▸ **Your instructions**: Go through the following data and transcribe exactly the stretch of lines from the one holding "filename crates/tierhouse-storage/src/error.rs" to the one holding "at retrieval time", both included.
★ ★ ★ ★ ★
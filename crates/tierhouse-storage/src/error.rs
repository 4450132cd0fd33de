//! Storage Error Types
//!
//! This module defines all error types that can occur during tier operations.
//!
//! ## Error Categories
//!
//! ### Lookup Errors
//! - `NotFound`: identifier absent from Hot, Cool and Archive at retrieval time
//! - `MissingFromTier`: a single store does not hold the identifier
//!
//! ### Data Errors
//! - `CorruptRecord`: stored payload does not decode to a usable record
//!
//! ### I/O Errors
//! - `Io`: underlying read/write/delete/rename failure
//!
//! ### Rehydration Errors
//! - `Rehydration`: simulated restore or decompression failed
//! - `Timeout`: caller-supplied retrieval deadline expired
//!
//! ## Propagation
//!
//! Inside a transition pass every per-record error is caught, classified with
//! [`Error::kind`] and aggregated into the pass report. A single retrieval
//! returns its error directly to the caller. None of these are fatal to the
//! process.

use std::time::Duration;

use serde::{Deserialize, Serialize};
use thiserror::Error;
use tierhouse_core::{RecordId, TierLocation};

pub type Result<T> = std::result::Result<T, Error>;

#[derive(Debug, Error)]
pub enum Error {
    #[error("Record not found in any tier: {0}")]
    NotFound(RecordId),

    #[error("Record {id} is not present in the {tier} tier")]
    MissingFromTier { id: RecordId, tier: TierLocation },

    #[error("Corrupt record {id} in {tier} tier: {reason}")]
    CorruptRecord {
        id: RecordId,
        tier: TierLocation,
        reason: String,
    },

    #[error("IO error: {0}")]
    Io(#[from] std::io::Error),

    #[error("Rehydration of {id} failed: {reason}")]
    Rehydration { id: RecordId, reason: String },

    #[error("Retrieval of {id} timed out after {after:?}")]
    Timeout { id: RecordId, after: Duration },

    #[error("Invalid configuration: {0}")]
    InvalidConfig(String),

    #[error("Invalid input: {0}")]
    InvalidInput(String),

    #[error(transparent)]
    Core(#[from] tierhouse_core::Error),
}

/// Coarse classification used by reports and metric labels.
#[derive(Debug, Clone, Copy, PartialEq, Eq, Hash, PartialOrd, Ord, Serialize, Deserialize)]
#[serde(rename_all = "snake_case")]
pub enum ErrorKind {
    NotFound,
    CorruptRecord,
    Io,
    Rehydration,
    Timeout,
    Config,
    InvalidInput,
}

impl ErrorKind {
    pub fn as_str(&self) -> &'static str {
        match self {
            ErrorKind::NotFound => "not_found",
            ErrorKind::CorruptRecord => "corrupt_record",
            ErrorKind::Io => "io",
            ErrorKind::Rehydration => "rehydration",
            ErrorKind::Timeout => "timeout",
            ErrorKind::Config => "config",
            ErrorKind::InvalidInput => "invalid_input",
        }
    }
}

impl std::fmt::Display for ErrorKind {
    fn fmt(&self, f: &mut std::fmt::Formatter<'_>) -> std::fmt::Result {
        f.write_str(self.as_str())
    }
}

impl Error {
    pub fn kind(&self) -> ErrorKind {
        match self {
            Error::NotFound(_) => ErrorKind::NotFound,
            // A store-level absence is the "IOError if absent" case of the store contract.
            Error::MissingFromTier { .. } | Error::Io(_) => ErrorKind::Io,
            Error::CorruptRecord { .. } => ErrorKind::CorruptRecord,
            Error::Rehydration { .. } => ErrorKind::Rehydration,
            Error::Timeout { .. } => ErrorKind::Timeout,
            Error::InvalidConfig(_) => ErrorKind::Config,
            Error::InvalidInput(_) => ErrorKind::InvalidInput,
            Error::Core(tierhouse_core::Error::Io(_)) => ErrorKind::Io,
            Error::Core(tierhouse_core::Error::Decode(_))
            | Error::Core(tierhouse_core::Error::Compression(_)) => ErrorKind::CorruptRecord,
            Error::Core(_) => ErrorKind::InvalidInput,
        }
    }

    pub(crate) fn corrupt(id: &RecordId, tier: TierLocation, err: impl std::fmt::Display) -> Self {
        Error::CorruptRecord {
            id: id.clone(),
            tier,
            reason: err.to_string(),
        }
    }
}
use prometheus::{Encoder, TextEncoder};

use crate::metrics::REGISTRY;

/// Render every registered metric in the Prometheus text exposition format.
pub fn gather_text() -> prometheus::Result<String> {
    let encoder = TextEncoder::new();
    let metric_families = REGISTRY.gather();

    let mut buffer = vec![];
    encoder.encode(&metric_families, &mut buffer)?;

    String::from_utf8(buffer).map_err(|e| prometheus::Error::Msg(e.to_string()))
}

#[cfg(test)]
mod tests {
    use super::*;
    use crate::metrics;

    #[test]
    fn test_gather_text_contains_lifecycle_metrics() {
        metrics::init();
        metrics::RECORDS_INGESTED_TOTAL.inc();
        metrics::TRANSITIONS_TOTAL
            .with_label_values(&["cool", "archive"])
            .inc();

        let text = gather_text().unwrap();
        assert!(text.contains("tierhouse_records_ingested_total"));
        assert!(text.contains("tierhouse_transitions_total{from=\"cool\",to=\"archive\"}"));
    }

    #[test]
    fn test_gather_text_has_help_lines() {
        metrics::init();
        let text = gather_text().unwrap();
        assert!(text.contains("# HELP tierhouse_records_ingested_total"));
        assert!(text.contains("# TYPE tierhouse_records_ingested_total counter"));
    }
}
★ ★ ★ ★ ★
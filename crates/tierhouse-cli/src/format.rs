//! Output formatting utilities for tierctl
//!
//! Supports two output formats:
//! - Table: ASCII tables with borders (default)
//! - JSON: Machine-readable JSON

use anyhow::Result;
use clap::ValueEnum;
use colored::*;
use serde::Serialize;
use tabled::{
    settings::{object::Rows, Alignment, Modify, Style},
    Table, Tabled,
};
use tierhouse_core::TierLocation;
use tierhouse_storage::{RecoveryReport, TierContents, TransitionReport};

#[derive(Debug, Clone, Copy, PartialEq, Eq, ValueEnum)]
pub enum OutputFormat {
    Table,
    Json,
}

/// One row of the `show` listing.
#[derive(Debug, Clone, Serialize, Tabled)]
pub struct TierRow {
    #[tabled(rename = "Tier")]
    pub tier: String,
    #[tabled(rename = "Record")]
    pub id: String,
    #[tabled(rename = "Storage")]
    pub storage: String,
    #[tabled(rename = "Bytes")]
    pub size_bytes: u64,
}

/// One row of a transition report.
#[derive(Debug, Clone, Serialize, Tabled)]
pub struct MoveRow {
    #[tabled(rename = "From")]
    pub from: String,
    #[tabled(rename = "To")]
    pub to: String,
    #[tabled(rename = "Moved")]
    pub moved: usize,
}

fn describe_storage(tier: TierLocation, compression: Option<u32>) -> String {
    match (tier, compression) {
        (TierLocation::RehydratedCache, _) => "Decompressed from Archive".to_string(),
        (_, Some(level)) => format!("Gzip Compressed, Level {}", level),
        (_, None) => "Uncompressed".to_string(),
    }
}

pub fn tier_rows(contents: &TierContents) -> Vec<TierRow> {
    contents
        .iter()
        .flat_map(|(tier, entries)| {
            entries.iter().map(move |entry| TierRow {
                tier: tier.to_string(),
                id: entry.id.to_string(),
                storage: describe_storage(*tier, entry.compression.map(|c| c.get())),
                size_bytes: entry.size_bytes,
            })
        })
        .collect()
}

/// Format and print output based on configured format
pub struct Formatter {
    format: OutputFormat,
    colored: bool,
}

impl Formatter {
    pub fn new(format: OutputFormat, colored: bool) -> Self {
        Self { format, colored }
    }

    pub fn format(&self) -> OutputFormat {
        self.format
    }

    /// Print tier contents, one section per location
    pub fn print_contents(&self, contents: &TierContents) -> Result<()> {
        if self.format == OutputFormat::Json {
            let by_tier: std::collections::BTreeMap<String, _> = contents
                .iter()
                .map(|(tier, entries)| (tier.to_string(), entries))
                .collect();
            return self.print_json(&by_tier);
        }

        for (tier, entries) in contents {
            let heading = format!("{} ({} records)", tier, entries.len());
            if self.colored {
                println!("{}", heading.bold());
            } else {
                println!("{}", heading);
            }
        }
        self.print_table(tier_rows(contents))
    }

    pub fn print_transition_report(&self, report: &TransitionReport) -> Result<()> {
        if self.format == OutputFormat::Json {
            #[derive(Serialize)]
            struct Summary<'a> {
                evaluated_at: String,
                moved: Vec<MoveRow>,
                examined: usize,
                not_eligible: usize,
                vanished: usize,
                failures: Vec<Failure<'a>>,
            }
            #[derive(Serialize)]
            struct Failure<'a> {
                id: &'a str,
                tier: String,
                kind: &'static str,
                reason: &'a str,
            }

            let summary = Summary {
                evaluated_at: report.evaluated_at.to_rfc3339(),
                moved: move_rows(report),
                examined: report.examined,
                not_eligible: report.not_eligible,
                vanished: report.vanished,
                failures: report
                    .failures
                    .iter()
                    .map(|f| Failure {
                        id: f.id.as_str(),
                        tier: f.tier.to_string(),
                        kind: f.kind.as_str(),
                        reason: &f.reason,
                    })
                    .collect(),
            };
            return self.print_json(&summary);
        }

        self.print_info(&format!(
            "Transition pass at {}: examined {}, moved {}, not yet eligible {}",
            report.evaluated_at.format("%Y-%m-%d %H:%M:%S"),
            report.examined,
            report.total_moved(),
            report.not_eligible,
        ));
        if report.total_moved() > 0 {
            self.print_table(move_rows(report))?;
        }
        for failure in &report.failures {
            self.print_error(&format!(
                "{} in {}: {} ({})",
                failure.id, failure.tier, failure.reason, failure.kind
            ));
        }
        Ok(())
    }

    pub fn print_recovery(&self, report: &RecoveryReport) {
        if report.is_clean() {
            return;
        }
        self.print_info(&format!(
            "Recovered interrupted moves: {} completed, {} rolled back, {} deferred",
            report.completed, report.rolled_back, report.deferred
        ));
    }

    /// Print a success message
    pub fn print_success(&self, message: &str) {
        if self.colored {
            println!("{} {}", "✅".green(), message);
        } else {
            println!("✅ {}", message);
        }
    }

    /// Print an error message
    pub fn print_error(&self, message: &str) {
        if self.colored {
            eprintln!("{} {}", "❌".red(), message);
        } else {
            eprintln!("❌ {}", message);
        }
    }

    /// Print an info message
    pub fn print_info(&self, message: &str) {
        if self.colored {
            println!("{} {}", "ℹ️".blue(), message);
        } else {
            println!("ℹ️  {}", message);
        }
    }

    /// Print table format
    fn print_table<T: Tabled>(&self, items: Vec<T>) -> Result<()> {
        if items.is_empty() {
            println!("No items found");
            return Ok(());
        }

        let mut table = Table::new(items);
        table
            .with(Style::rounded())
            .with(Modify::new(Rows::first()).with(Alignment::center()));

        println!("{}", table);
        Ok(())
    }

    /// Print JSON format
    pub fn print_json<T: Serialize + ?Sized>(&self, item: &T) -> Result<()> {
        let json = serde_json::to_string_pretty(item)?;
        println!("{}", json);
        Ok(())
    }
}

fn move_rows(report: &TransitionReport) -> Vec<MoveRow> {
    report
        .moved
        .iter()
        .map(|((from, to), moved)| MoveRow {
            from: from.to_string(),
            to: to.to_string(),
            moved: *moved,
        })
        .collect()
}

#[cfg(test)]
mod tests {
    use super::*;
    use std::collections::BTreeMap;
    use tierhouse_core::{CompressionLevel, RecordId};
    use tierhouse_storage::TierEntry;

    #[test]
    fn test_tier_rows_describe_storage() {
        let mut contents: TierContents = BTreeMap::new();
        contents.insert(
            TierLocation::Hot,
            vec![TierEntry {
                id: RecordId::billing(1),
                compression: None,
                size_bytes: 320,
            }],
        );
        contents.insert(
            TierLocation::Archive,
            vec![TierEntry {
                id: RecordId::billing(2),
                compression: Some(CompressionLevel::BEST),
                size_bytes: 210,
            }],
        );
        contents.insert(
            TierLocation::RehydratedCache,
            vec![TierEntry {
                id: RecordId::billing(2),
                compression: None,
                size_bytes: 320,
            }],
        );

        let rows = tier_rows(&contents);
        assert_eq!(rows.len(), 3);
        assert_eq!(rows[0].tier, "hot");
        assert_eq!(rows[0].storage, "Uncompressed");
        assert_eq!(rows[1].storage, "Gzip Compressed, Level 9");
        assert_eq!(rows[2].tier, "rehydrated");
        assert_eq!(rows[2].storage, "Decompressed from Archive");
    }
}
★ ★ ★ ★ ★
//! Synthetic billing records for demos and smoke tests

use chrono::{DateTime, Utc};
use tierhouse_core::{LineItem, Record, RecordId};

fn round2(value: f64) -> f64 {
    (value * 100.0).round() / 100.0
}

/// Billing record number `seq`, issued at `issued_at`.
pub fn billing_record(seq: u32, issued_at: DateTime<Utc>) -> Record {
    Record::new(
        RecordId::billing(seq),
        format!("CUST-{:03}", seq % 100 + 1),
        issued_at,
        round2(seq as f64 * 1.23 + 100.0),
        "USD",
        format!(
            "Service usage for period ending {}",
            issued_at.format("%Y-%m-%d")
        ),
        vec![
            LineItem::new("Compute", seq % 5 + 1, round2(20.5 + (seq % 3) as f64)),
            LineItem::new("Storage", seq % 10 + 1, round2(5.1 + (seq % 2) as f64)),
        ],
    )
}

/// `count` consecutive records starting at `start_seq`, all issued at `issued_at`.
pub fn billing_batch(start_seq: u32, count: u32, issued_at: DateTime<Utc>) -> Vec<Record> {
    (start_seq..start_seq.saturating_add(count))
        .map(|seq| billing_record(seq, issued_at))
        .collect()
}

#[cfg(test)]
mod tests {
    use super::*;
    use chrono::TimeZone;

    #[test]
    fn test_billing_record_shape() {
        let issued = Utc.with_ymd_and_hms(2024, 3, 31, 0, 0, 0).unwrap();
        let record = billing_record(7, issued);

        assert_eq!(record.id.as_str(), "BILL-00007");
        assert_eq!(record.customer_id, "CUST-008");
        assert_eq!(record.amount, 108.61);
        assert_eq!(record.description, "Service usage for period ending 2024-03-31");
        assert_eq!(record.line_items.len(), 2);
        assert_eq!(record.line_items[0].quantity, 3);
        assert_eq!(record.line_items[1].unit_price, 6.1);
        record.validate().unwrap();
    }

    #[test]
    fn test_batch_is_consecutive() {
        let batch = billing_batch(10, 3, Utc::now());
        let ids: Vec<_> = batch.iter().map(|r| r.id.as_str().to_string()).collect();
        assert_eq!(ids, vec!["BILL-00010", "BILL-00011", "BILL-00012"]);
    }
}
★ ★ ★ ★ ★
▸ **Answer to this exercise**:
filename crates/tierhouse-storage/src/error.rs
repository 4450132cd0fd33de
//! Storage Error Types
//!
//! This module defines all error types that can occur during tier operations.
//!
//! ## Error Categories
//!
//! ### Lookup Errors
//! - `NotFound`: identifier absent from Hot, Cool and Archive at retrieval time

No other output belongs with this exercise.